Ein kleiner Teil des Abschlussberichtes der Ermittlungen in Georgia war bereits in der vergangenen Woche veröffentlicht worden. Demnach kam die Grand Jury einstimmig zu dem Schluss, dass es bei der Wahl in dem Südstaat keinen großflächigen Betrug gegeben habe, der den Ausgang der Wahl verändert hätte.

Auf die Frage von Reportern, ob die Geschworenen empfohlen hätten, Trump anzuklagen, gab die Jury-Vorsitzende Kohrs eine kryptische Antwort: "Sie werden nicht schockiert sein. Es ist keine Raketenwissenschaft", sagte sie und fügte hinzu: "Sie werden nicht allzu überrascht sein."

Ermittlungen kommen für Donald Trump zu ungünstigem Zeitpunkt

Für Trump, der im November seine erneute Kandidatur verkündet hat, kommen die Ermittlungen in Georgia zu einem denkbar ungünstigen Zeitpunkt. Zumal sie längst nicht die einzigen sind:

  • Das Justizministerium ermittelt gleich in zwei Fällen gegen den Ex-Präsidenten: Zum einen wird Trumps Rolle beim Sturms aufs Kapitol vom 6. Januar 2021 genau unter die Lupe genommen. Zum anderen ermittelt das Ministerium wegen Entwendung geheimer Staatsakten aus dem Weißen Haus sowohl gegen US-Präsident Biden als auch gegen seinen Vorgänger Trump.
  • Auch in New York laufen zwei Verfahren, bei denen die Trump Organization im Fadenkreuz ist: Das eine ist ein weitreichendes Zivilverfahren gegen Trump und drei seiner erwachsenen Kinder, das für ihn große finanzielle Kosten bedeuten könnte. Das andere ist ein enger gefasster Strafprozess gegen seinen Konzern.
  • Und auch in der Affäre um Schweigegeldzahlungen an Pornostar Stormy Daniels gibt es Neuigkeiten: In den seit vier Jahren laufenden Ermittlungen hat der Bezirksstaatsanwalt von Manhattan nun plötzlich eine Grand Jury ins Leben gerufen. Ein Anzeichen, dass sich die Beweislast gegen den Ex-Präsidenten vergrößert.

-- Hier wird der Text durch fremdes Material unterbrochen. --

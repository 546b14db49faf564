use serde::Serialize;
use std::fmt;

/// Display projection of one finished workout.
///
/// Values are kept at full precision; rounding to three decimals happens only
/// when the message is rendered. Rust's `{:.3}` rounds the exact binary value
/// to nearest, ties to even.
#[derive(Debug, Clone, PartialEq, Serialize)]
pub struct InfoMessage {
    pub training_type: &'static str,
    /// Hours.
    pub duration: f64,
    /// Kilometers.
    pub distance: f64,
    /// Kilometers per hour.
    pub speed: f64,
    /// Kilocalories.
    pub calories: f64,
}

impl InfoMessage {
    pub fn get_message(&self) -> String {
        self.to_string()
    }
}

impl fmt::Display for InfoMessage {
    fn fmt(&self, f: &mut fmt::Formatter<'_>) -> fmt::Result {
        write!(
            f,
            "Activity type: {}; Duration: {:.3} h; Distance: {:.3} km; \
             Avg. speed: {:.3} km/h; Calories burned: {:.3}.",
            self.training_type, self.duration, self.distance, self.speed, self.calories
        )
    }
}
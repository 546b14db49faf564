use crate::error::WorkoutError;

/// Closed set of supported activities.
#[derive(Debug, Clone, Copy, PartialEq, Eq, Hash)]
pub enum ActivityKind {
    Running,
    SportsWalking,
    Swimming,
}

impl ActivityKind {
    pub const ALL: [Self; 3] = [Self::Running, Self::SportsWalking, Self::Swimming];

    /// Sensor code used in raw packages.
    pub const fn code(self) -> &'static str {
        match self {
            Self::Running => "RUN",
            Self::SportsWalking => "WLK",
            Self::Swimming => "SWM",
        }
    }

    pub const fn name(self) -> &'static str {
        match self {
            Self::Running => "Running",
            Self::SportsWalking => "SportsWalking",
            Self::Swimming => "Swimming",
        }
    }

    /// Meters covered per step or stroke.
    pub const fn step_length_m(self) -> f64 {
        match self {
            Self::Running | Self::SportsWalking => 0.65,
            Self::Swimming => 1.38,
        }
    }

    /// Number of positional raw fields a package of this kind carries.
    pub const fn field_count(self) -> usize {
        match self {
            Self::Running => 3,
            Self::SportsWalking => 4,
            Self::Swimming => 5,
        }
    }
}

/// Readings shared by every activity.
///
/// Construction rejects a non-positive duration, so speed never divides by zero.
#[derive(Debug, Clone, Copy, PartialEq)]
pub struct Workout {
    pub(crate) action: u32,
    pub(crate) duration_h: f64,
    pub(crate) weight_kg: f64,
}

impl Workout {
    pub fn new(action: u32, duration_h: f64, weight_kg: f64) -> Result<Self, WorkoutError> {
        if !(duration_h.is_finite() && duration_h > 0.0) {
            return Err(WorkoutError::NonPositiveDuration(duration_h));
        }
        Ok(Self {
            action,
            duration_h,
            weight_kg: positive("weight", weight_kg)?,
        })
    }

    /// Steps or strokes taken.
    pub const fn action(&self) -> u32 {
        self.action
    }

    pub const fn duration_h(&self) -> f64 {
        self.duration_h
    }

    pub const fn weight_kg(&self) -> f64 {
        self.weight_kg
    }
}

#[derive(Debug, Clone, Copy, PartialEq)]
pub struct Running {
    pub(crate) workout: Workout,
}

impl Running {
    pub const fn new(workout: Workout) -> Self {
        Self { workout }
    }
}

#[derive(Debug, Clone, Copy, PartialEq)]
pub struct SportsWalking {
    pub(crate) workout: Workout,
    pub(crate) height_cm: f64,
}

impl SportsWalking {
    pub fn new(workout: Workout, height_cm: f64) -> Result<Self, WorkoutError> {
        Ok(Self {
            workout,
            height_cm: positive("height", height_cm)?,
        })
    }

    pub const fn height_cm(&self) -> f64 {
        self.height_cm
    }
}

#[derive(Debug, Clone, Copy, PartialEq)]
pub struct Swimming {
    pub(crate) workout: Workout,
    pub(crate) pool_length_m: f64,
    pub(crate) pool_count: u32,
}

impl Swimming {
    pub fn new(workout: Workout, pool_length_m: f64, pool_count: u32) -> Result<Self, WorkoutError> {
        Ok(Self {
            workout,
            pool_length_m: positive("pool_length", pool_length_m)?,
            pool_count,
        })
    }

    pub const fn pool_length_m(&self) -> f64 {
        self.pool_length_m
    }

    pub const fn pool_count(&self) -> u32 {
        self.pool_count
    }
}

/// One validated workout session, tagged with its activity.
#[derive(Debug, Clone, Copy, PartialEq)]
pub enum Training {
    Running(Running),
    SportsWalking(SportsWalking),
    Swimming(Swimming),
}

/// Derived values for one session. Recomputed on every request.
#[derive(Debug, Clone, Copy, PartialEq)]
pub struct Metrics {
    pub distance_km: f64,
    pub mean_speed_kmh: f64,
    pub calories_kcal: f64,
}

pub(crate) fn positive(field: &'static str, value: f64) -> Result<f64, WorkoutError> {
    if value.is_finite() && value > 0.0 {
        Ok(value)
    } else {
        Err(WorkoutError::InvalidField { field, value })
    }
}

Grand Jury hält sich vorerst bedeckt

Mit Blick auf die neuesten Entwicklungen in Georgia hält sich die Vorsitzende des Ermittlungsgremiums vorerst bedeckt. "Ich kann Ihnen sagen, dass es keine große Wendungen geben wird, wenn der Richter die Empfehlungen [der Jury] veröffentlicht", berichtet Kohrs der "Associated Press". "Wahrscheinlich haben Sie eine ungefähre Vorstellung davon, was da drin sein könnte. Ich bemühe mich sehr, das vorsichtig auszudrücken."

Die Special Grand Jury selbst hat jedoch keine Anklagebefugnisse. Ob und für wen es zu einer Anklage kommt, liegt nun in den Händen der ermittelnden Staatsanwältin Fani Willis. Diese dürfte die Empfehlungen zunächst einer anderen Grand Jury vorlegen, bevor sie ihre Entscheidung verkündet.

Fest steht, sollte der Name "Donald Trump" auf der Liste stehen, könnte es für den Ex-Präsidenten im Wahlkampf ganz schön ungemütlich werden.